In all likelihood those with a boundless passion for books, reading, stories and ideas probably also share a passion for music and the arts. I’m no exception, but I would rather listen to great music and view great works of art than read about it. Nevertheless, I have not been able to resist the temptation to collect and read many rewarding books about the great musicians and artists.
What I have been describing here is for some not merely a casual hobby for our spare time but a consciously committed way of life. It is true that for some people the pleasures of books and reading, along with the attendant pleasures of writing and stimulating conversation about our common reading, would be missed if they were to be taken away, but they would fill the void, if it were possible, with noisy distractions and superficial entertainments as many do. However, for some of us that is not possible. “The reading life,” and by this I mean “slow reading” with thoughtful reflection and creative response, provides something that cannot be supplied in any other way. The radio and TV are not adequate substitutes. Certainly Face Book and Twitter are not!

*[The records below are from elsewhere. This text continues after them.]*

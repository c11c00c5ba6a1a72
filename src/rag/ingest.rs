use std::sync::Arc;
use std::time::Instant;

use serde::Serialize;
use tracing::{info, warn};

use crate::db::{Metadata, VectorStore};
use crate::embedder::Embedder;
use crate::error::{Error, Result};

/// Number of leading embedding components echoed back after an insert.
pub const PREVIEW_DIMENSIONS: usize = 5;

#[derive(Debug, Clone, PartialEq, Serialize)]
pub struct IngestOutcome {
    pub id: String,
    /// First few components of the stored vector. Diagnostic only.
    pub embedding_preview: Vec<f32>,
    pub dimensions: usize,
}

/// Embed, then store. Nothing is written unless both steps succeed.
#[derive(Clone)]
pub struct IngestPipeline {
    embedder: Arc<dyn Embedder>,
    store: Arc<dyn VectorStore>,
}

impl IngestPipeline {
    pub fn new(embedder: Arc<dyn Embedder>, store: Arc<dyn VectorStore>) -> Self {
        Self { embedder, store }
    }

    pub async fn ingest(&self, content: &str, metadata: Option<&Metadata>) -> Result<IngestOutcome> {
        if content.trim().is_empty() {
            return Err(Error::invalid("content must not be empty"));
        }

        let started = Instant::now();
        let embedding = self
            .embedder
            .embed(content)
            .await
            .inspect_err(|e| warn!("Ingest aborted at embedding: {e}"))?;
        let id = self
            .store
            .insert(content, &embedding, metadata)
            .await
            .inspect_err(|e| warn!("Ingest aborted at storage: {e}"))?;

        info!(
            "Stored chunk {id} ({} chars, {} dims) in {:?}",
            content.chars().count(),
            embedding.len(),
            started.elapsed()
        );

        Ok(IngestOutcome {
            id: id.to_string(),
            embedding_preview: embedding.iter().take(PREVIEW_DIMENSIONS).copied().collect(),
            dimensions: embedding.len(),
        })
    }
}

#[cfg(test)]
mod tests {
    use super::*;
    use crate::db::{Db, SqliteVectorStore};
    use crate::embedder::mock::MockEmbedder;
    use crate::error::ServiceError;
    use serde_json::json;
    use std::time::Duration;

    fn store(dims: usize) -> Arc<SqliteVectorStore> {
        let db = Db::open_in_memory(dims).unwrap();
        Arc::new(SqliteVectorStore::new(db, 10, Duration::from_secs(5)))
    }

    #[tokio::test]
    async fn test_ingest_stores_chunk() {
        let store = store(8);
        let pipeline = IngestPipeline::new(Arc::new(MockEmbedder::new(8)), store.clone());

        let meta = json!({"source": "doc1"}).as_object().cloned().unwrap();
        let outcome = pipeline
            .ingest("Paris is the capital of France.", Some(&meta))
            .await
            .unwrap();

        assert_eq!(outcome.embedding_preview.len(), PREVIEW_DIMENSIONS);
        assert_eq!(outcome.dimensions, 8);
        assert_eq!(store.count().await.unwrap(), 1);
    }

    #[tokio::test]
    async fn test_ingest_short_vector_preview() {
        let pipeline = IngestPipeline::new(Arc::new(MockEmbedder::new(3)), store(3));
        let outcome = pipeline.ingest("tiny", None).await.unwrap();
        assert_eq!(outcome.embedding_preview.len(), 3);
    }

    #[tokio::test]
    async fn test_ingest_empty_content_skips_embedding() {
        let embedder = Arc::new(MockEmbedder::new(8));
        let store = store(8);
        let pipeline = IngestPipeline::new(embedder.clone(), store.clone());

        let err = pipeline.ingest(" \n ", None).await.unwrap_err();
        assert!(matches!(err, Error::InvalidInput(_)));
        assert_eq!(embedder.calls(), 0);
        assert_eq!(store.count().await.unwrap(), 0);
    }

    #[tokio::test]
    async fn test_ingest_embedding_failure_writes_nothing() {
        let store = store(8);
        let pipeline = IngestPipeline::new(
            Arc::new(MockEmbedder::failing(8, ServiceError::timeout("slow"))),
            store.clone(),
        );

        let err = pipeline.ingest("some text", None).await.unwrap_err();
        assert!(matches!(err, Error::Embedding(_)));
        assert_eq!(store.count().await.unwrap(), 0);
    }

    #[tokio::test]
    async fn test_ingest_dimension_mismatch_is_storage_error() {
        let store = store(8);
        let pipeline = IngestPipeline::new(Arc::new(MockEmbedder::new(4)), store.clone());

        let err = pipeline.ingest("some text", None).await.unwrap_err();
        assert!(matches!(err, Error::Storage { .. }));
        assert_eq!(store.count().await.unwrap(), 0);
    }
}
//! HTTP transport.
//!
//! | Route | Body | Response |
//! |---|---|---|
//! | `POST /api/knowledge-chunk` | `{content, metadata?}` | `{success, id, message, embedding}` |
//! | `POST /api/chat` | `{question, topK?}` | `{answer, context}` |
//! | `POST /api/chat/stream` | `{messages}` | SSE: `delta`*, `context`, `done` (or `error`) |
//! | `GET /api/health` | | `{status, chunks}` |
pub mod error;
pub mod handlers;

use anyhow::{Context, Result};
use axum::Router;
use axum::routing::{get, post};
use tracing::info;

use crate::state::AppState;

pub fn router(state: AppState) -> Router {
    Router::new()
        .route("/api/knowledge-chunk", post(handlers::add_knowledge))
        .route("/api/chat", post(handlers::ask))
        .route("/api/chat/stream", post(handlers::chat_stream))
        .route("/api/health", get(handlers::health))
        .with_state(state)
}

/// Serve until Ctrl-C.
pub async fn serve(state: AppState, bind: &str) -> Result<()> {
    let listener = tokio::net::TcpListener::bind(bind)
        .await
        .with_context(|| format!("Failed to bind {bind}"))?;
    info!("Listening on http://{}", listener.local_addr()?);

    axum::serve(listener, router(state))
        .with_graceful_shutdown(async {
            let _ = tokio::signal::ctrl_c().await;
            info!("Shutting down");
        })
        .await
        .context("HTTP server failed")?;
    Ok(())
}
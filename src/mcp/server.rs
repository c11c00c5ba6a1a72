//! MCP Server setup using `rmcp` with stdio transport.
use crate::mcp::tools::AppTools;
use crate::state::AppState;
use anyhow::{Context, Result};
use rmcp::{ServiceExt, handler::server::router::Router, transport::io::stdio};
use tracing::info;

/// MCP Server wrapping the shared services and serving via stdio.
#[derive(Clone)]
pub struct McpServer {
    pub state: AppState,
}

impl McpServer {
    pub fn new(state: AppState) -> Self {
        Self { state }
    }

    /// Start the MCP server on stdio transport (blocks until the client disconnects).
    pub async fn start(self) -> Result<()> {
        info!("Starting MCP server on stdio...");
        let (stdin, stdout) = stdio();

        let app_tools = AppTools::new(self.state);
        let router = Router::new(app_tools.clone()).with_tools(app_tools.tool_router.clone());

        let service = router
            .serve((stdin, stdout))
            .await
            .context("MCP Server failed to start on stdio transport")?;
        service
            .waiting()
            .await
            .context("MCP Server encountered an error during stdio transport")?;

        Ok(())
    }
}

For some the reading life is about nothing less than “the care of the soul.” Reading and reflection become as essential to the life of the mind as breathing, eating and exercising are to the life of the body. In our “Brave New World” of 27/7 news, perpetual noise, shallow amusements and vacuous distractions, one can cultivate a life of greater depth and wider perspective. For those who can detach themselves from the anxious hurry and compulsive busyness of a superficial and distracted society, life can be a “romance” with books, writers, stories and ideas. The pleasures of “serious” and “playful” reading, along with the joys of music and the arts, offer an inwardly soulful and spirited way of life that spans all the vital domains of human knowledge and creative experience, expanding the horizons in which we live.